EXERCISE REQUIREMENTS:
Your answer should consist solely of the lines from the first line of the data through the line with "plus optional jitter", each reproduced exactly.
======== SUPPLIED ENTRIES ========
//! Remote language-model calls with bounded retry.
//!
//! # Architecture
//!
//! - [`Completion`]: one prompt in, one [`Reply`] (or [`GatewayError`]) out
//! - [`PotensClient`]: HTTP implementation against the `{prompt} -> {message}` endpoint
//! - [`RetryCompletion`]: decorator that retries any [`Completion`] with a fixed pause
//! - [`Sleeper`]: how pauses happen, so tests can record them instead of waiting
//!
//! # Retry Strategy
//!
//! - `max_attempts` calls in total (default 2)
//! - a fixed `delay_secs` pause between attempts (default 15 s), plus optional jitter
//! - no pause after the last attempt
//! - a missing credential fails on the first attempt
//! - exhaustion is reported as [`GatewayError::RetriesExhausted`] wrapping the last error

use crate::error::GatewayError;
use crate::utils::truncate_for_log;
use rand::{Rng, rng};
use serde::{Deserialize, Serialize};
use serde_json::Value;
use std::fmt;
use std::sync::Arc;
use std::time::{Duration, Instant};
use tracing::{debug, error, instrument, warn};

/// A model reply: free text, or the parsed JSON a response schema asked for.
#[derive(Debug, Clone, PartialEq)]
pub enum Reply {
    Text(String),
    Structured(Value),
}

impl Reply {
    /// Text replies as-is; structured replies re-encoded as JSON.
    pub fn into_text(self) -> String {
        match self {
            Reply::Text(text) => text,
            Reply::Structured(value) => value.to_string(),
        }
    }
}

/// Send one prompt to a language model.
pub trait Completion {
    /// `schema`, when given, asks for a JSON reply shaped like it; the reply
    /// is then parsed and returned as [`Reply::Structured`].
    async fn complete(&self, prompt: &str, schema: Option<&Value>) -> Result<Reply, GatewayError>;
}

/// Blocking pause between dependent calls.
pub trait Sleeper: Clone {
    async fn sleep(&self, duration: Duration);
}

#[derive(Debug, Clone, Copy, Default)]
pub struct TokioSleeper;

impl Sleeper for TokioSleeper {
    async fn sleep(&self, duration: Duration) {
        if !duration.is_zero() {
            tokio::time::sleep(duration).await;
        }
    }
}

#[derive(Debug, Clone, PartialEq, Serialize, Deserialize)]
#[serde(default)]
pub struct RetryPolicy {
    /// Total attempts, first call included.
    pub max_attempts: u32,
    pub delay_secs: u64,
    /// Upper bound of a random extra pause, 0 to disable.
    pub jitter_ms: u64,
}

impl Default for RetryPolicy {
    fn default() -> Self {
        Self {
            max_attempts: 2,
            delay_secs: 15,
            jitter_ms: 0,
        }
    }
}

impl RetryPolicy {
    fn pause(&self) -> Duration {
        let base = Duration::from_secs(self.delay_secs);
        if self.jitter_ms == 0 {
            return base;
        }
        let jitter_ms: u64 = rng().random_range(0..=self.jitter_ms);
        base + Duration::from_millis(jitter_ms)
    }
}

/// Retries the wrapped [`Completion`] according to a [`RetryPolicy`].
pub struct RetryCompletion<T, S> {
    inner: T,
    sleeper: S,
    policy: RetryPolicy,
}

impl<T, S> RetryCompletion<T, S>
where
    T: Completion,
    S: Sleeper,
{
    pub fn new(inner: T, sleeper: S, policy: RetryPolicy) -> Self {
        Self {
            inner,
            sleeper,
            policy,
        }
    }
}

impl<T, S> fmt::Debug for RetryCompletion<T, S> {
    fn fmt(&self, f: &mut fmt::Formatter<'_>) -> fmt::Result {
        f.debug_struct("RetryCompletion")
            .field("max_attempts", &self.policy.max_attempts)
            .field("delay_secs", &self.policy.delay_secs)
            .field("jitter_ms", &self.policy.jitter_ms)
            .finish()
    }
}

impl<T, S> Completion for RetryCompletion<T, S>
where
    T: Completion,
    S: Sleeper,
{
    #[instrument(level = "info", skip_all)]
    async fn complete(&self, prompt: &str, schema: Option<&Value>) -> Result<Reply, GatewayError> {
        let total_t0 = Instant::now();
        let max_attempts = self.policy.max_attempts.max(1);
        let mut attempt = 0u32;

        loop {
            attempt += 1;
            let attempt_t0 = Instant::now();
            match self.inner.complete(prompt, schema).await {
                Ok(reply) => return Ok(reply),
                Err(e) if !e.is_retryable() => {
                    error!(attempt, error = %e, "complete() failed with a non-retryable error");
                    return Err(e);
                }
                Err(e) => {
                    let elapsed_ms_attempt = attempt_t0.elapsed().as_millis();
                    let elapsed_ms_total = total_t0.elapsed().as_millis();

                    if attempt >= max_attempts {
                        error!(
                            attempt,
                            max = max_attempts,
                            elapsed_ms_attempt,
                            elapsed_ms_total,
                            error = %e,
                            "complete() exhausted retries"
                        );
                        return Err(GatewayError::RetriesExhausted {
                            attempts: attempt,
                            last: Box::new(e),
                        });
                    }

                    let delay = self.policy.pause();
                    warn!(
                        attempt,
                        max = max_attempts,
                        elapsed_ms_attempt,
                        elapsed_ms_total,
                        ?delay,
                        error = %e,
                        "complete() attempt failed; pausing before retry"
                    );
                    self.sleeper.sleep(delay).await;
                }
            }
        }
    }
}

#[derive(Serialize)]
struct ChatRequest<'a> {
    prompt: &'a str,
    #[serde(rename = "generationConfig", skip_serializing_if = "Option::is_none")]
    generation_config: Option<GenerationConfig<'a>>,
}

#[derive(Serialize)]
#[serde(rename_all = "camelCase")]
struct GenerationConfig<'a> {
    response_mime_type: &'static str,
    response_schema: &'a Value,
}

/// HTTP client for the `{prompt, generationConfig?} -> {message}` chat endpoint.
#[derive(Clone)]
pub struct PotensClient {
    client: Arc<reqwest::Client>,
    endpoint: String,
    api_key: String,
}

impl PotensClient {
    pub fn new(endpoint: impl Into<String>, api_key: impl Into<String>, timeout: Duration) -> Result<Self, GatewayError> {
        let client = reqwest::Client::builder().timeout(timeout).build()?;
        Ok(Self {
            client: Arc::new(client),
            endpoint: endpoint.into(),
            api_key: api_key.into(),
        })
    }
}

impl fmt::Debug for PotensClient {
    fn fmt(&self, f: &mut fmt::Formatter<'_>) -> fmt::Result {
        f.debug_struct("PotensClient")
            .field("client", &"<reqwest::Client>")
            .field("endpoint", &self.endpoint)
            .field("api_key", &"<redacted>")
            .finish()
    }
}

impl Completion for PotensClient {
    #[instrument(level = "info", skip_all, fields(endpoint = %self.endpoint, structured = schema.is_some()))]
    async fn complete(&self, prompt: &str, schema: Option<&Value>) -> Result<Reply, GatewayError> {
        if self.api_key.trim().is_empty() {
            return Err(GatewayError::MissingCredential);
        }

        let t0 = Instant::now();
        let request = ChatRequest {
            prompt,
            generation_config: schema.map(|response_schema| GenerationConfig {
                response_mime_type: "application/json",
                response_schema,
            }),
        };

        let response = self
            .client
            .post(&self.endpoint)
            .bearer_auth(&self.api_key)
            .json(&request)
            .send()
            .await?;

        let status = response.status();
        let body = response.text().await?;
        let elapsed_ms = t0.elapsed().as_millis();

        if !status.is_success() {
            warn!(elapsed_ms, status = status.as_u16(), body = %truncate_for_log(&body, 300), "API call returned an error status");
            return Err(GatewayError::TransportFailure {
                status: Some(status.as_u16()),
                detail: truncate_for_log(&body, 300),
            });
        }

        debug!(elapsed_ms, bytes = body.len(), "API call succeeded");
        parse_reply(&body, schema.is_some())
    }
}

/// Decode a response body: `{"message": "..."}`, with `message` itself
/// parsed as JSON when a schema was requested.
pub fn parse_reply(body: &str, structured: bool) -> Result<Reply, GatewayError> {
    let envelope: Value = serde_json::from_str(body).map_err(|e| {
        GatewayError::MalformedResponse(format!("body is not JSON ({e}): {}", truncate_for_log(body, 200)))
    })?;

    let message = envelope
        .get("message")
        .and_then(Value::as_str)
        .ok_or_else(|| {
            GatewayError::MalformedResponse(format!(
                "response has no `message` field: {}",
                truncate_for_log(body, 200)
            ))
        })?
        .trim();

    if !structured {
        return Ok(Reply::Text(message.to_string()));
    }

    serde_json::from_str(message)
        .map(Reply::Structured)
        .map_err(|e| {
            GatewayError::MalformedResponse(format!(
                "`message` is not valid JSON ({e}): {}",
                truncate_for_log(message, 200)
            ))
        })
}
========
THE ANSWER:
//! Remote language-model calls with bounded retry.
//!
//! # Architecture
//!
//! - [`Completion`]: one prompt in, one [`Reply`] (or [`GatewayError`]) out
//! - [`PotensClient`]: HTTP implementation against the `{prompt} -> {message}` endpoint
//! - [`RetryCompletion`]: decorator that retries any [`Completion`] with a fixed pause
//! - [`Sleeper`]: how pauses happen, so tests can record them instead of waiting
//!
//! # Retry Strategy
//!
//! - `max_attempts` calls in total (default 2)
//! - a fixed `delay_secs` pause between attempts (default 15 s), plus optional jitter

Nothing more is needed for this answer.